REQUIRED ACTION — Would you output each record exactly as it stands?

(Dataset entries)
struct Repository {
    id: String,
    domain: String,
    name: String,
}

/// [`ContentSync`] implementation that publishes a new repository version
/// from the dataset its remote points at.
pub struct FixtureSync {
    pool: DbPool,
    representation: Representation,
    repositories: RefCell<HashMap<String, Repository>>,
    remotes: RefCell<HashMap<String, String>>,
    tasks: RefCell<HashMap<String, TaskState>>,
    _dir: TempDir,
}

impl FixtureSync {
    pub fn new(representation: Representation) -> Self {
        let dir = tempfile::tempdir().unwrap();
        let pool =
            DbPool::open_and_migrate(dir.path().join("content.db"), &PoolOptions::default())
                .unwrap();

        Self {
            pool,
            representation,
            repositories: RefCell::new(HashMap::new()),
            remotes: RefCell::new(HashMap::new()),
            tasks: RefCell::new(HashMap::new()),
            _dir: dir,
        }
    }

    pub fn index(&self) -> ContentIndex {
        ContentIndex::new(self.pool.clone())
    }

    /// Syncs and waits for the task, returning the new latest version href.
    pub fn sync_latest(&self, repo_ref: &str, remote_ref: &str) -> String {
        let task = self.sync_repository(repo_ref, remote_ref).unwrap();
        self.poll_task(&task).unwrap().into_result().unwrap();

        let repositories = self.repositories.borrow();
        let repo = &repositories[repo_ref];
        self.repository_by_name(&repo.domain, &repo.name)
            .unwrap()
            .unwrap()
    }

    /// Clears the snapshot of a version, as if it predated snapshots.
    pub fn drop_snapshot(&self, href: &str) {
        let version = parse_reference(href).unwrap();
        self.pool
            .with_conn(|conn| {
                diesel::update(core_repositoryversion::table)
                    .filter(core_repositoryversion::repository_id.eq(version.repository_id.as_str()))
                    .filter(core_repositoryversion::number.eq(version.number))
                    .set(core_repositoryversion::content_ids.eq(None::<serde_json::Value>))
                    .execute(conn)
                    .map_err(CoreError::from)
            })
            .unwrap();
    }

    fn publish(&self, repository_id: &str, dataset: &Dataset) -> CoreResult<i64> {
        let content_ids = dataset.content_ids();
        let snapshot =
            (self.representation == Representation::Snapshot).then(|| json!(content_ids));

        self.pool.with_conn(|conn| {
            let number = conn.transaction(|conn| {
                dataset.insert_units(conn)?;

                let number = VersionRepository::latest(conn, repository_id)?
                    .map_or(0, |latest| latest.number + 1);
                let version_id = Uuid::new_v4().to_string();

                diesel::insert_into(core_repositoryversion::table)
                    .values(NewRepositoryVersion {
                        pulp_id: &version_id,
                        repository_id,
                        number,
                        content_ids: snapshot,
                    })
                    .execute(conn)?;

                let present: BTreeSet<String> = core_repositorycontent::table
                    .filter(core_repositorycontent::repository_id.eq(repository_id))
                    .filter(core_repositorycontent::version_removed_id.is_null())
                    .select(core_repositorycontent::content_id)
                    .load::<String>(conn)?
                    .into_iter()
                    .collect();

                for added in content_ids.difference(&present) {
                    let pulp_id = Uuid::new_v4().to_string();
                    diesel::insert_into(core_repositorycontent::table)
                        .values(NewRepositoryContent {
                            pulp_id: &pulp_id,
                            repository_id,
                            content_id: added,
                            version_added_id: &version_id,
                            version_removed_id: None,
                        })
                        .execute(conn)?;
                }

                for removed in present.difference(&content_ids) {
                    diesel::update(core_repositorycontent::table)
                        .filter(core_repositorycontent::repository_id.eq(repository_id))
                        .filter(core_repositorycontent::content_id.eq(removed.as_str()))
                        .filter(core_repositorycontent::version_removed_id.is_null())
                        .set(core_repositorycontent::version_removed_id.eq(&version_id))
                        .execute(conn)?;
                }

                Ok::<_, diesel::result::Error>(number)
            })?;

            Ok(number)
        })
    }
}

EXERCISE RESPONSE —
struct Repository {
    id: String,
    domain: String,
    name: String,
}

/// [`ContentSync`] implementation that publishes a new repository version
/// from the dataset its remote points at.
pub struct FixtureSync {
    pool: DbPool,
    representation: Representation,
    repositories: RefCell<HashMap<String, Repository>>,
    remotes: RefCell<HashMap<String, String>>,
    tasks: RefCell<HashMap<String, TaskState>>,
    _dir: TempDir,
}

impl FixtureSync {
    pub fn new(representation: Representation) -> Self {
        let dir = tempfile::tempdir().unwrap();
        let pool =
            DbPool::open_and_migrate(dir.path().join("content.db"), &PoolOptions::default())
                .unwrap();

        Self {
            pool,
            representation,
            repositories: RefCell::new(HashMap::new()),
            remotes: RefCell::new(HashMap::new()),
            tasks: RefCell::new(HashMap::new()),
            _dir: dir,
        }
    }

    pub fn index(&self) -> ContentIndex {
        ContentIndex::new(self.pool.clone())
    }

    /// Syncs and waits for the task, returning the new latest version href.
    pub fn sync_latest(&self, repo_ref: &str, remote_ref: &str) -> String {
        let task = self.sync_repository(repo_ref, remote_ref).unwrap();
        self.poll_task(&task).unwrap().into_result().unwrap();

        let repositories = self.repositories.borrow();
        let repo = &repositories[repo_ref];
        self.repository_by_name(&repo.domain, &repo.name)
            .unwrap()
            .unwrap()
    }

    /// Clears the snapshot of a version, as if it predated snapshots.
    pub fn drop_snapshot(&self, href: &str) {
        let version = parse_reference(href).unwrap();
        self.pool
            .with_conn(|conn| {
                diesel::update(core_repositoryversion::table)
                    .filter(core_repositoryversion::repository_id.eq(version.repository_id.as_str()))
                    .filter(core_repositoryversion::number.eq(version.number))
                    .set(core_repositoryversion::content_ids.eq(None::<serde_json::Value>))
                    .execute(conn)
                    .map_err(CoreError::from)
            })
            .unwrap();
    }

    fn publish(&self, repository_id: &str, dataset: &Dataset) -> CoreResult<i64> {
        let content_ids = dataset.content_ids();
        let snapshot =
            (self.representation == Representation::Snapshot).then(|| json!(content_ids));

        self.pool.with_conn(|conn| {
            let number = conn.transaction(|conn| {
                dataset.insert_units(conn)?;

                let number = VersionRepository::latest(conn, repository_id)?
                    .map_or(0, |latest| latest.number + 1);
                let version_id = Uuid::new_v4().to_string();

                diesel::insert_into(core_repositoryversion::table)
                    .values(NewRepositoryVersion {
                        pulp_id: &version_id,
                        repository_id,
                        number,
                        content_ids: snapshot,
                    })
                    .execute(conn)?;

                let present: BTreeSet<String> = core_repositorycontent::table
                    .filter(core_repositorycontent::repository_id.eq(repository_id))
                    .filter(core_repositorycontent::version_removed_id.is_null())
                    .select(core_repositorycontent::content_id)
                    .load::<String>(conn)?
                    .into_iter()
                    .collect();

                for added in content_ids.difference(&present) {
                    let pulp_id = Uuid::new_v4().to_string();
                    diesel::insert_into(core_repositorycontent::table)
                        .values(NewRepositoryContent {
                            pulp_id: &pulp_id,
                            repository_id,
                            content_id: added,
                            version_added_id: &version_id,
                            version_removed_id: None,
                        })
                        .execute(conn)?;
                }

                for removed in present.difference(&content_ids) {
                    diesel::update(core_repositorycontent::table)
                        .filter(core_repositorycontent::repository_id.eq(repository_id))
                        .filter(core_repositorycontent::content_id.eq(removed.as_str()))
                        .filter(core_repositorycontent::version_removed_id.is_null())
                        .set(core_repositorycontent::version_removed_id.eq(&version_id))
                        .execute(conn)?;
                }

                Ok::<_, diesel::result::Error>(number)
            })?;

            Ok(number)
        })
    }
}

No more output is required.